Whatever his motivation might have been, Brown took his music seriously, and attended Berklee College of Music. He initially pursued a long career as lead guitarist for a variety of groups.

“I began playing in all kinds of bands: jazz, rock, and electric,” he says.

However, 15 years ago, he returned to his initial love and embarked upon a solo career as a composer and performer on the acoustic guitar.

Then, after 10 years solo, Brown looked for a larger sound to back him up, and he established an ensemble to play his music, the Acoustic Earth Orchestra. This group consists of violin/viola, upright bass, piano, and the Irish whistle and the bodhran, a hand-held Irish drum.

“The band is great blend of instruments, and my players are very sensitive to my music,” says Brown.

The style of music this group plays may not be what you would expect from an acoustic ensemble.

The album notes to Blowing Rock say, “No bluegrass here. What you'll experience is heartfelt solo acoustic guitar and a small chamber group that is more classical in its approach. Back Porch Classical might be the best description.”

“Our music has very organic non-electric sound,” adds Brown. “I would classify the music as chamber folk.”

While the current incarnation in Brattleboro of Acoustic Earth Orchestra is new, there was an earlier version of the group.

“I put something together similar in Alabama,” says Brown. “Like now, they played all of my original music. But there is a difference, because what I wrote then was very Celtic-driven music, which isn't the case anymore.”

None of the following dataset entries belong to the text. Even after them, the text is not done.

//! One connected peer: inbound drain, outbound drain, guaranteed cleanup.
//!
//! A [`Session`] is created by the gateway for every accepted connection and
//! consumed by [`Session::run`], which returns only once the peer is gone and
//! the hub has forgotten about it.
//!
//! ```text
//!   peer ──► PeerReader ──► inbound drain ──► HubHandle::broadcast
//!                                                     │
//!   peer ◄── PeerWriter ◄── outbound drain ◄── mailbox ◄┘  (hub fan-out)
//! ```
//!
//! # Lifecycle
//!
//! 1. Create the mailbox and register with the hub.  `register` returns once
//!    the handshake is queued, so it is always the first thing written.
//! 2. Spawn the outbound drain on its own task.
//! 3. Run the inbound drain on the calling task until the peer closes, a
//!    read fails, a payload fails to decode, or the client logs out.  The
//!    drain is abandoned as soon as the hub drops the session or the
//!    outbound drain ends, so a dropped session can no longer broadcast.
//! 4. Cleanup, whatever ended step 3: broadcast a departure for the
//!    session's user (unless the client already logged out), then
//!    unregister.  Unregistering closes the mailbox, which ends the outbound
//!    drain.
//!
//! # Trusted fields
//!
//! Clients never decide `ip`, `user`, `from` or `user_list`.  Every inbound
//! event is sanitised and re-stamped from the [`SessionContext`] before it is
//! handed to the hub.

use std::net::SocketAddr;

use chathub_core::{decode_event, Event, EventKind, ProtocolError, SessionId, WireFormat};
use thiserror::Error;
use tokio::sync::{mpsc, oneshot};
use tracing::{debug, info, warn};

use crate::application::hub::{Broadcast, HubError, HubHandle, Payload, Registration};
use crate::application::peer::{PeerError, PeerReader, PeerWriter};
use crate::domain::config::HubConfig;

/// Why a session ended abnormally.  Cleanup has already run when this is
/// returned.
#[derive(Debug, Error)]
pub enum SessionError {
    #[error("hub unavailable: {0}")]
    Hub(#[from] HubError),

    #[error("peer transport failed: {0}")]
    Peer(#[from] PeerError),

    #[error("malformed event from peer: {0}")]
    Protocol(#[from] ProtocolError),
}

/// Per-session scratch state.
#[derive(Debug, Clone, Default, PartialEq, Eq)]
pub struct SessionContext {
    /// Transport address of the peer, as written into `ip`.
    pub peer_address: String,
    /// Username; empty until login, fixed afterwards.  A login may carry
    /// an empty name.
    pub user: String,
    /// Set by the first login.
    pub logged_in: bool,
    /// Set once the client has logged out explicitly.
    pub departed: bool,
}

impl SessionContext {
    pub fn new(peer_address: impl Into<String>) -> Self {
        Self {
            peer_address: peer_address.into(),
            ..Self::default()
        }
    }

    pub fn is_logged_in(&self) -> bool {
        self.logged_in
    }

    /// Overwrites every client-controlled identity field with ours.
    fn stamp(&self, event: &mut Event) {
        event.sanitize_inbound();
        event.peer_address.clone_from(&self.peer_address);
        event.user.clone_from(&self.user);
        event.origin.clone_from(&self.user);
    }
}

/// Whether the inbound drain keeps reading after an event.
#[derive(Debug, Clone, Copy, PartialEq, Eq)]
enum Flow {
    Continue,
    Stop,
}

/// A single peer connection bound to a hub.
pub struct Session<R, W> {
    id: SessionId,
    reader: R,
    writer: W,
    peer_addr: SocketAddr,
    hub: HubHandle,
    format: WireFormat,
    mailbox_capacity: usize,
}

impl<R, W> Session<R, W>
where
    R: PeerReader,
    W: PeerWriter,
{
    pub fn new(
        reader: R,
        writer: W,
        peer_addr: SocketAddr,
        hub: HubHandle,
        config: &HubConfig,
    ) -> Self {
        Self {
            id: SessionId::new(),
            reader,
            writer,
            peer_addr,
            hub,
            format: config.wire_format,
            mailbox_capacity: config.mailbox_capacity,
        }
    }

    pub fn id(&self) -> SessionId {
        self.id
    }

    /// Drives the session to completion.
    ///
    /// # Errors
    ///
    /// - [`SessionError::Hub`] if the hub loop has stopped.
    /// - [`SessionError::Peer`] if reading from the peer failed.
    /// - [`SessionError::Protocol`] if the peer sent an undecodable payload.
    ///
    /// A clean close or an explicit logout returns `Ok(())`.
    pub async fn run(self) -> Result<(), SessionError> {
        let Session {
            id,
            mut reader,
            mut writer,
            peer_addr,
            hub,
            format,
            mailbox_capacity,
        } = self;

        let (mailbox, outbox) = mpsc::channel(mailbox_capacity);
        let (membership, mut evicted) = oneshot::channel::<()>();
        let registration = Registration {
            id,
            peer_addr,
            mailbox,
            membership,
        };
        if let Err(e) = hub.register(registration).await {
            writer.close().await;
            return Err(e.into());
        }
        info!("session {id}: open for {peer_addr}");

        let mut outbound = tokio::spawn(drain_outbound(id, outbox, writer));
        let mut outbound_done = None;

        let mut context = SessionContext::new(peer_addr.to_string());
        let inbound = tokio::select! {
            result = drain_inbound(id, &mut reader, &hub, format, &mut context) => result,
            _ = &mut evicted => {
                info!("session {id}: dropped by hub; no longer reading");
                Ok(())
            }
            joined = &mut outbound => {
                debug!("session {id}: outbound drain ended first; no longer reading");
                outbound_done = Some(joined);
                Ok(())
            }
        };
        let cleanup = cleanup(id, &hub, &context).await;

        let joined = match outbound_done {
            Some(joined) => joined,
            None => outbound.await,
        };
        if let Err(e) = joined {
            warn!("session {id}: outbound task failed: {e}");
        }

        match &inbound {
            Ok(()) => info!("session {id}: closed"),
            Err(e) => warn!("session {id}: ended: {e}"),
        }
        inbound.and(cleanup.map_err(SessionError::from))
    }
}

// ── Inbound ───────────────────────────────────────────────────────────────────

async fn drain_inbound<R: PeerReader>(
    id: SessionId,
    reader: &mut R,
    hub: &HubHandle,
    format: WireFormat,
    context: &mut SessionContext,
) -> Result<(), SessionError> {
    while let Some(frame) = reader.recv().await {
        let bytes = frame?;
        let event = decode_event(&bytes, format)?;
        if handle_event(id, hub, context, event).await? == Flow::Stop {
            break;
        }
    }
    Ok(())
}

/// Applies one inbound event.  Only `Login`, `Message` and `Logout` produce
/// a broadcast; anything else is logged and dropped.
async fn handle_event(
    id: SessionId,
    hub: &HubHandle,
    context: &mut SessionContext,
    mut event: Event,
) -> Result<Flow, HubError> {
    context.stamp(&mut event);

    match event.kind {
        EventKind::Login => {
            if context.is_logged_in() {
                warn!(
                    "session {id}: already logged in as '{}'; login ignored",
                    context.user
                );
                return Ok(Flow::Continue);
            }
            context.logged_in = true;
            context.user.clone_from(&event.body);
            event.user.clone_from(&context.user);
            event.origin.clone_from(&context.user);
            info!("session {id}: logged in as '{}'", context.user);
            hub.broadcast(Broadcast::join(context.user.clone(), event))
                .await?;
        }
        EventKind::Message => {
            debug!("session {id}: message ({} bytes)", event.body.len());
            hub.broadcast(Broadcast::relay(event)).await?;
        }
        EventKind::Logout => {
            context.departed = true;
            info!("session {id}: '{}' logged out", context.user);
            event.body.clone_from(&context.user);
            hub.broadcast(Broadcast::leave(context.user.clone(), event))
                .await?;
            hub.unregister(id).await?;
            return Ok(Flow::Stop);
        }
        EventKind::Handshake | EventKind::Other(_) => {
            debug!("session {id}: ignoring client event of type '{}'", event.kind);
        }
    }
    Ok(Flow::Continue)
}

/// Runs on every exit path of the inbound drain.
async fn cleanup(id: SessionId, hub: &HubHandle, context: &SessionContext) -> Result<(), HubError> {
    if !context.departed {
        debug!("session {id}: announcing departure of '{}'", context.user);
        let departure = Event::departure(context.peer_address.clone(), context.user.clone());
        hub.broadcast(Broadcast::leave(context.user.clone(), departure))
            .await?;
    }
    hub.unregister(id).await
}

// ── Outbound ──────────────────────────────────────────────────────────────────

/// Copies the mailbox to the peer until the hub closes the mailbox or a write
/// fails.  On a write fault the mailbox is closed from this side so the
/// hub's next delivery sees it as dead.
async fn drain_outbound<W: PeerWriter>(
    id: SessionId,
    mut outbox: mpsc::Receiver<Payload>,
    mut writer: W,
) {
    while let Some(payload) = outbox.recv().await {
        if let Err(e) = writer.send(&payload).await {
            warn!("session {id}: write failed: {e}");
            break;
        }
    }
    outbox.close();
    writer.close().await;
    debug!("session {id}: outbound drain finished");
}

// ── Tests ─────────────────────────────────────────────────────────────────────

The Acoustic Earth Orchestra has performed little in the area, and the BMC concert will be one of the first chances local audiences will get a chance to hear Brown and his band. A concert at the Hooker Dunham in Brattleboro is now being planned.

“The first time we performed was at Pleasant Valley Brewing in Saxtons River,” says Brown. “We went over so well that we immediately were asked back for four or five times.”

From that gig, Brown and the Acoustic Earth Orchestra have been invited to be the closing act for the next Roots on the River festival in Bellows Falls.

Brown says with pride, “That festival is something we were shooting for, so we feel it is a great honor to be asked.”